### Problem to work on
Scan the lines below for "UpdateAccessPayload" and copy the matches.

==================================================

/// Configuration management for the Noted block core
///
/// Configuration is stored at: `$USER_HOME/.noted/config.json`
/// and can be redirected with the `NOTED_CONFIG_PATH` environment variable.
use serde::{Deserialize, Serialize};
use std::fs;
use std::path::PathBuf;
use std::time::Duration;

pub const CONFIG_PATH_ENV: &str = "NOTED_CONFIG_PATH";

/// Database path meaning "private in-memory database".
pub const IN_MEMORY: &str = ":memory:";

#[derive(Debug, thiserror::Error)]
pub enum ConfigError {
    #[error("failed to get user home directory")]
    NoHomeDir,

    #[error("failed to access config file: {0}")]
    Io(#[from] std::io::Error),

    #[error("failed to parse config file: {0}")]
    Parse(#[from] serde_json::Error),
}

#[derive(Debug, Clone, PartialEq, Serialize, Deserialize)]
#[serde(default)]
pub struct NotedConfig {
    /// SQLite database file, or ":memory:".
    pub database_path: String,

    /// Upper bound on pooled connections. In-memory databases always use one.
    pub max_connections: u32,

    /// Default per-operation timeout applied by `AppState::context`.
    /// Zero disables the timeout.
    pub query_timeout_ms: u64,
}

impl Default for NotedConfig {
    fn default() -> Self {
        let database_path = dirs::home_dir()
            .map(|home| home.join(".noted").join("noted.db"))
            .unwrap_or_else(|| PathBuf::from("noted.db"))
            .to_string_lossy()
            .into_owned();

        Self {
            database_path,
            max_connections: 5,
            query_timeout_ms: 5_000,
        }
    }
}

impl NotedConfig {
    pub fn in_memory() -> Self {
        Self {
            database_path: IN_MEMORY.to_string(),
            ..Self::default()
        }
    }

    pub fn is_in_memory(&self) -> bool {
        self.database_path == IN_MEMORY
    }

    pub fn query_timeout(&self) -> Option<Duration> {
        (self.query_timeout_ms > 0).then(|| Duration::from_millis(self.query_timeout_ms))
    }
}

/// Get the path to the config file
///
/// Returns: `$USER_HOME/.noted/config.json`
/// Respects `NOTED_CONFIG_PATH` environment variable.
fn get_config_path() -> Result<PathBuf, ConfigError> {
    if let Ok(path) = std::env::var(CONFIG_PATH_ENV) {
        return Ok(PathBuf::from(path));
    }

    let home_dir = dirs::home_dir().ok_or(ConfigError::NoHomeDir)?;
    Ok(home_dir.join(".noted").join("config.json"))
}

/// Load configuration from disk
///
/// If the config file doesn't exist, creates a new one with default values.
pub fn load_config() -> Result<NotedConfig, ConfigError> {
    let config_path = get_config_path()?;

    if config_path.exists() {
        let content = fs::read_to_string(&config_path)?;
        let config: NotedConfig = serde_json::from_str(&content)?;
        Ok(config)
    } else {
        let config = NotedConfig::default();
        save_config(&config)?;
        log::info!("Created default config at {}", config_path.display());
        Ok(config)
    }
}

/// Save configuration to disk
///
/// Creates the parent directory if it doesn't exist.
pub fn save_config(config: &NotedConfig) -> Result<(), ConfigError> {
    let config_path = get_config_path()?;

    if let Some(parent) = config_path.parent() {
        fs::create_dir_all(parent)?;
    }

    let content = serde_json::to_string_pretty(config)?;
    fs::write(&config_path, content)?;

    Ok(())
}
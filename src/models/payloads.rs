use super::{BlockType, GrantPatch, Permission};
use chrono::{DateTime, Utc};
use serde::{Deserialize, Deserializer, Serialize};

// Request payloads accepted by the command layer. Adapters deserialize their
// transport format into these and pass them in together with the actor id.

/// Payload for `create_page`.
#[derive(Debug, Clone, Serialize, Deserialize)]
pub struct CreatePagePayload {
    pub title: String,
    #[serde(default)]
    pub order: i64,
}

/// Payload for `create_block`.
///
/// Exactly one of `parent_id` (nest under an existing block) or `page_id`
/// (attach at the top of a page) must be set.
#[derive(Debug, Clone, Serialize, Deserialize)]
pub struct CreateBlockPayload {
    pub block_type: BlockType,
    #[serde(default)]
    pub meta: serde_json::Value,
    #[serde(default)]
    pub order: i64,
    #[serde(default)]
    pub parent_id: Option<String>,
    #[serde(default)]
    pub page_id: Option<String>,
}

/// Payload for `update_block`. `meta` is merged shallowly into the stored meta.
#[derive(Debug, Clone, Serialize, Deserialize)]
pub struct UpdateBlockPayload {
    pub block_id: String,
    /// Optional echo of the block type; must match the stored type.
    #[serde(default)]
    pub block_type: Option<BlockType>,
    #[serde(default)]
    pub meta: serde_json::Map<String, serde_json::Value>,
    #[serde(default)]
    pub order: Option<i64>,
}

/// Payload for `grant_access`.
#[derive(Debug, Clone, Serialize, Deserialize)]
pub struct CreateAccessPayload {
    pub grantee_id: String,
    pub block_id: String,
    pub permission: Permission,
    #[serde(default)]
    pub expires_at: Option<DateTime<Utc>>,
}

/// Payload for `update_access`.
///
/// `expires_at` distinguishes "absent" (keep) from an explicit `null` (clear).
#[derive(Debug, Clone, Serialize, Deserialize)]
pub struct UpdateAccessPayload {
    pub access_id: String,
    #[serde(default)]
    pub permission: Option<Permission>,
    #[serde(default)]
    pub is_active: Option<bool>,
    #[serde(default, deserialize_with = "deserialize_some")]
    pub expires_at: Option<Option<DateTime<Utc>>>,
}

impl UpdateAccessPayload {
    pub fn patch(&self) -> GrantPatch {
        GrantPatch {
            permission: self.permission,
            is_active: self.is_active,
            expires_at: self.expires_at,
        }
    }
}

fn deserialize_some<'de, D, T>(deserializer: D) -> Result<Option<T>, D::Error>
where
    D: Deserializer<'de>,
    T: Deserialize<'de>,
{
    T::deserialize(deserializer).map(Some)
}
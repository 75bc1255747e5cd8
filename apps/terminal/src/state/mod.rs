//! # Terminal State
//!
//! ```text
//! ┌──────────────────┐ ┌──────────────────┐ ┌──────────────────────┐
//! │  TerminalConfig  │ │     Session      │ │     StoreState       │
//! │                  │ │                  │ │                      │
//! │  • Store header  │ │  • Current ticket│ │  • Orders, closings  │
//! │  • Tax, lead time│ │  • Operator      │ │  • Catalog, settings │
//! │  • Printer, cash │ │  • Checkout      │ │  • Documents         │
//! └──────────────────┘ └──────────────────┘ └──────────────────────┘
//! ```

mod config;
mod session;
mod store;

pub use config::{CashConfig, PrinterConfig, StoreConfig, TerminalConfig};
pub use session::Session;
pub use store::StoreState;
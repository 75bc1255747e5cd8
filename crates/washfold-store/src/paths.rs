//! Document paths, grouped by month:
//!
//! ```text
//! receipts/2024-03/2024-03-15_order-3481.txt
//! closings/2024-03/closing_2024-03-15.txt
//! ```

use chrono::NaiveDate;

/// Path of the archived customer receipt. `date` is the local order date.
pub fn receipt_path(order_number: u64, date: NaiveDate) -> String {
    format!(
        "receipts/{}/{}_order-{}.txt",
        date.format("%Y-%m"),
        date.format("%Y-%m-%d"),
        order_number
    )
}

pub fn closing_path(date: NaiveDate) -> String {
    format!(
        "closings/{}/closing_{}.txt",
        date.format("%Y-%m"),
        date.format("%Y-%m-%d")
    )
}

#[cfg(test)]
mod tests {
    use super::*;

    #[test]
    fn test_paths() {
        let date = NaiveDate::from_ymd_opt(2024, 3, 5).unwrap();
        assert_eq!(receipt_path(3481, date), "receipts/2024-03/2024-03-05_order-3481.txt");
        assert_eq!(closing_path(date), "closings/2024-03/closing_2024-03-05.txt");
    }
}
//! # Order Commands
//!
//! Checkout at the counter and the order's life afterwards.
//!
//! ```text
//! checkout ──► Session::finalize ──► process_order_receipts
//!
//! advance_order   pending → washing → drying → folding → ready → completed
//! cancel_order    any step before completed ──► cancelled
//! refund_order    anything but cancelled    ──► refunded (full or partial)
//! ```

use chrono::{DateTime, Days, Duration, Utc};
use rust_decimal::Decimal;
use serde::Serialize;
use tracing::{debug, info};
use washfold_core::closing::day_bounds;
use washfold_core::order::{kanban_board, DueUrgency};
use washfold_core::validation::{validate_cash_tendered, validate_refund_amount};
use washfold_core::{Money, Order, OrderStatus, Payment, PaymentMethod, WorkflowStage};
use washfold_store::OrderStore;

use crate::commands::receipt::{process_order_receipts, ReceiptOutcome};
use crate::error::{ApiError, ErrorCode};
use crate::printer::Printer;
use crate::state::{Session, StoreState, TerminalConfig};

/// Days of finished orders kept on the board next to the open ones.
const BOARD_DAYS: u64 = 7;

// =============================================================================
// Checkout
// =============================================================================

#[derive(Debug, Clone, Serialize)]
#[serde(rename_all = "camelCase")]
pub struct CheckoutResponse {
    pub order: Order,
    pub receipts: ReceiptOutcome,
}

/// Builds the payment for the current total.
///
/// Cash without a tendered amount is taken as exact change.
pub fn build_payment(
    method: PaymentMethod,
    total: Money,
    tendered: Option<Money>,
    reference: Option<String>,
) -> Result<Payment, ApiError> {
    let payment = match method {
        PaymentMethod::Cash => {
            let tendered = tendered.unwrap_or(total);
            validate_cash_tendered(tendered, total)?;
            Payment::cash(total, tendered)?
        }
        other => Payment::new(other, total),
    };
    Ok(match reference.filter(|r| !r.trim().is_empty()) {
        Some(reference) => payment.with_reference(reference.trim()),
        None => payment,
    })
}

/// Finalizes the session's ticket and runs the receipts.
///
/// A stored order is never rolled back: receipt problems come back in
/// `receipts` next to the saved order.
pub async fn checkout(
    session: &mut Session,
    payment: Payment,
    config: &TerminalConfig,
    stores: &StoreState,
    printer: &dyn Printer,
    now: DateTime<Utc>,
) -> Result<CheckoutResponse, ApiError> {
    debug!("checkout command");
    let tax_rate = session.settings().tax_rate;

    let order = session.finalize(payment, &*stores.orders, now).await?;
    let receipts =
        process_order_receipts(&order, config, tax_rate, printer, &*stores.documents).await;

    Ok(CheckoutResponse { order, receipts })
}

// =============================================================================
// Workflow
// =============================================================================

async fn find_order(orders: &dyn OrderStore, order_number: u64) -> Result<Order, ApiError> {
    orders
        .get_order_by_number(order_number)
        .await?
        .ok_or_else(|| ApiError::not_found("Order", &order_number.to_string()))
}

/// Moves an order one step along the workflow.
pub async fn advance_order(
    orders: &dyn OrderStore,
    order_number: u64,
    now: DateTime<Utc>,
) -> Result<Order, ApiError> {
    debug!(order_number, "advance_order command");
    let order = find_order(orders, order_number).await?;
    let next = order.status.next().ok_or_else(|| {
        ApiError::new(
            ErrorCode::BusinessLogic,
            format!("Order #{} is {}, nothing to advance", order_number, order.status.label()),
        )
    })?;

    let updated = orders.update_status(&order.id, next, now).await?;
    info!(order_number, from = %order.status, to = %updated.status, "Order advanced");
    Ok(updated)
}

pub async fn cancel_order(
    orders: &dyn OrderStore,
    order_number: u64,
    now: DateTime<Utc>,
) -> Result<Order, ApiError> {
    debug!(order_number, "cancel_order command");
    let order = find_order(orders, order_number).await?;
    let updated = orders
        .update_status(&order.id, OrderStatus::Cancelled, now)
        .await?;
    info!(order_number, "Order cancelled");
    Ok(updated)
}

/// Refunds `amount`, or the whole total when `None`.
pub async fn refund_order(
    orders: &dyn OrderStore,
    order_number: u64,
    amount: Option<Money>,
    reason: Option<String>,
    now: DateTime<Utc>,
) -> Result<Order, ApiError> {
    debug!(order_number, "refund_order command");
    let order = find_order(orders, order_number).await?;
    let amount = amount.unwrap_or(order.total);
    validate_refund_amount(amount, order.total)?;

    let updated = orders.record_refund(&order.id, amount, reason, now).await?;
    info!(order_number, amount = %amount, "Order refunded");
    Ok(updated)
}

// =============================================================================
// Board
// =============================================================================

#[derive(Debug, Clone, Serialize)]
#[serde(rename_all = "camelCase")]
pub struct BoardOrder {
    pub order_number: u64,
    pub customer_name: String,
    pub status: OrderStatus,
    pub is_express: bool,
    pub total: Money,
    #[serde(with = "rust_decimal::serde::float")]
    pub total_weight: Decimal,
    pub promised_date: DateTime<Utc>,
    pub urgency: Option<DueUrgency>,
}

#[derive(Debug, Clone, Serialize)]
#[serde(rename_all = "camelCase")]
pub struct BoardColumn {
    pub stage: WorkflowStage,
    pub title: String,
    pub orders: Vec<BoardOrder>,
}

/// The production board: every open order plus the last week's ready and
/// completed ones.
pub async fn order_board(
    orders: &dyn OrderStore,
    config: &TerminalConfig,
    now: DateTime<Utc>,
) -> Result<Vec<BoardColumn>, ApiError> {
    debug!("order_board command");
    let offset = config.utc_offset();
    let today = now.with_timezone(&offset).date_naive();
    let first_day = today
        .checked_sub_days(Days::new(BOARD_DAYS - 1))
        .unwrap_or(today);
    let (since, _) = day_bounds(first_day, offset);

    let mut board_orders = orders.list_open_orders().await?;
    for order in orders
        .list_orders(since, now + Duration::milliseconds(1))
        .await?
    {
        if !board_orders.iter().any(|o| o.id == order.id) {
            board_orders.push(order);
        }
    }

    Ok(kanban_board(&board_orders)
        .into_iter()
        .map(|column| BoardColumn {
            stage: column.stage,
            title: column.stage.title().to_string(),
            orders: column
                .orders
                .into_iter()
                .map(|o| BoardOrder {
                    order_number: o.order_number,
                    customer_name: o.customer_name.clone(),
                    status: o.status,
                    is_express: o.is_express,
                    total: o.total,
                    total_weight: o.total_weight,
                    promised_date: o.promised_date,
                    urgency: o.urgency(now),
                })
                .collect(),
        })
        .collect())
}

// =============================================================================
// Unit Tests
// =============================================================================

==================================================

### Written answer
pub struct UpdateAccessPayload {
impl UpdateAccessPayload {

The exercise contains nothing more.